The target is to get this investment as soon as the coronavirus is subdued. It would reinforce the country’s efforts to move faster into the digital era. Under this policy, parts of mobile phone sets would be used for the entire range of mobile phones instead of being limited to a particular brand.
Pakistan needs to evolve policies that would ensure that external financial and capital inflows reduce and not enhance external dependence. Given the current state of the international export market, Pakistan can at best generate a trade surplus after having first met the domestic demand.
On the public welfare side, the policymakers have already taken a number of temporary measures to stimulate economic activities in order to protect and create new jobs and provide cash relief to the most vulnerable after the outbreak of the virus and as a consequence of the lockdown.
In neighbouring India, an eminent economist says let money flow into the pockets of the poor to protect domestic demand from collapsing, ignoring for the time being the leakages inevitable in the centralised distribution mode.
However, the internationally claimed Indian economist Amartya Sen holds a different view: participatory governance (community outfits, non-governmental organisations, local bodies) is unavoidable and inescapable to reassure the poor that their minimum well-being is secured.
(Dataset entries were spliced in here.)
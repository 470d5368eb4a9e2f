/*
MIT License

Copyright (c) 2025 multislice contributors
*/

//! Akima spline interpolation
//!
//! Scattering factors are tabulated at a few dozen momentum transfers
//! and must be evaluated at arbitrary reciprocal-space radii during the
//! potential build. The Akima construction keeps the fit local: an
//! outlier sample only perturbs its immediate neighborhood, which
//! matters for the artificially pinned tail of the retuned tables.

use super::errors::{PotentialError, Result};

/// An interpolating Akima spline over tabulated samples
///
/// Evaluation outside the knot range clamps to the endpoint values.
#[derive(Debug, Clone)]
pub struct AkimaSpline {
    x: Vec<f64>,
    y: Vec<f64>,
    /// Derivative of the interpolant at each knot
    t: Vec<f64>,
}

impl AkimaSpline {
    /// Fit a spline through the given samples
    ///
    /// # Arguments
    ///
    /// * `x` - Sample positions, strictly increasing
    /// * `y` - Sample values, same length as `x`
    ///
    /// # Returns
    ///
    /// The fitted spline, or an error for fewer than three samples,
    /// mismatched lengths or a non-monotonic grid
    pub fn new(x: Vec<f64>, y: Vec<f64>) -> Result<Self> {
        if x.len() != y.len() {
            return Err(PotentialError::InvalidTable(format!(
                "spline sample count mismatch: {} positions vs {} values",
                x.len(),
                y.len()
            )));
        }
        if x.len() < 3 {
            return Err(PotentialError::InvalidTable(format!(
                "spline needs at least 3 samples, got {}",
                x.len()
            )));
        }
        if x.windows(2).any(|w| w[1] <= w[0]) {
            return Err(PotentialError::InvalidTable(
                "spline sample positions must be strictly increasing".to_string(),
            ));
        }

        let n = x.len();

        // Segment slopes, extended by two linearly extrapolated slopes
        // on each side so every knot sees four neighbors.
        let mut m = Vec::with_capacity(n + 3);
        m.push(0.0); // placeholder for m[-2]
        m.push(0.0); // placeholder for m[-1]
        for i in 0..n - 1 {
            m.push((y[i + 1] - y[i]) / (x[i + 1] - x[i]));
        }
        m[1] = 2.0 * m[2] - m[3];
        m[0] = 2.0 * m[1] - m[2];
        let last = m[m.len() - 1];
        let prev = m[m.len() - 2];
        m.push(2.0 * last - prev);
        let last2 = m[m.len() - 1];
        m.push(2.0 * last2 - last);

        // Akima weights: the derivative at knot i blends the two
        // neighboring slopes, weighted by how much the slopes on the far
        // sides disagree.
        let mut t = Vec::with_capacity(n);
        for i in 0..n {
            // m[i+2] is the slope of segment [i, i+1] in the extended
            // numbering.
            let m_m2 = m[i];
            let m_m1 = m[i + 1];
            let m_p0 = m[i + 2];
            let m_p1 = m[i + 3];

            let w1 = (m_p1 - m_p0).abs();
            let w2 = (m_m1 - m_m2).abs();
            if w1 + w2 > 0.0 {
                t.push((w1 * m_m1 + w2 * m_p0) / (w1 + w2));
            } else {
                t.push(0.5 * (m_m1 + m_p0));
            }
        }

        Ok(Self { x, y, t })
    }

    /// Evaluate the spline at `r`
    ///
    /// Values outside the sample range clamp to the endpoint samples.
    pub fn eval(&self, r: f64) -> f64 {
        let n = self.x.len();
        if r <= self.x[0] {
            return self.y[0];
        }
        if r >= self.x[n - 1] {
            return self.y[n - 1];
        }

        // Index of the segment containing r.
        let i = match self.x.partition_point(|&xi| xi <= r) {
            0 => 0,
            p => p - 1,
        };

        let h = self.x[i + 1] - self.x[i];
        let s = (r - self.x[i]) / h;
        let s2 = s * s;
        let s3 = s2 * s;

        // Hermite basis on the segment with Akima derivatives.
        let h00 = 2.0 * s3 - 3.0 * s2 + 1.0;
        let h10 = s3 - 2.0 * s2 + s;
        let h01 = -2.0 * s3 + 3.0 * s2;
        let h11 = s3 - s2;

        self.y[i] * h00
            + h * self.t[i] * h10
            + self.y[i + 1] * h01
            + h * self.t[i + 1] * h11
    }
}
That, he argues, is needed to identify needs better.
The big developed economies are witnessing huge governmental spending to shore up the financial health of firms and households incomes. But a few smaller countries, more deeply concerned with the current and future challenges, have taken an unprecedented decision to accord first priority to their peoples’ well-being and standards of living while formulating their national budgets.
In a pioneering effort the eminent women heads of government of three countries — Prime Minister Jacinda Ardern of Netherland, Prime Minister Katrin Jakobsdottir of Iceland and Scotland’s First Minister Nicola Surgeon — have teamed up to promote what is now come to be known as a well-being budget. For quite some time well-being has been the subject matter of scholarly research in developed economies. The process of adaption of a right strategy for well-being may differ from country to country and may undergo adjustments in various phases of its implementation, but it sets the direction for a paradigm policy shift for building a better world.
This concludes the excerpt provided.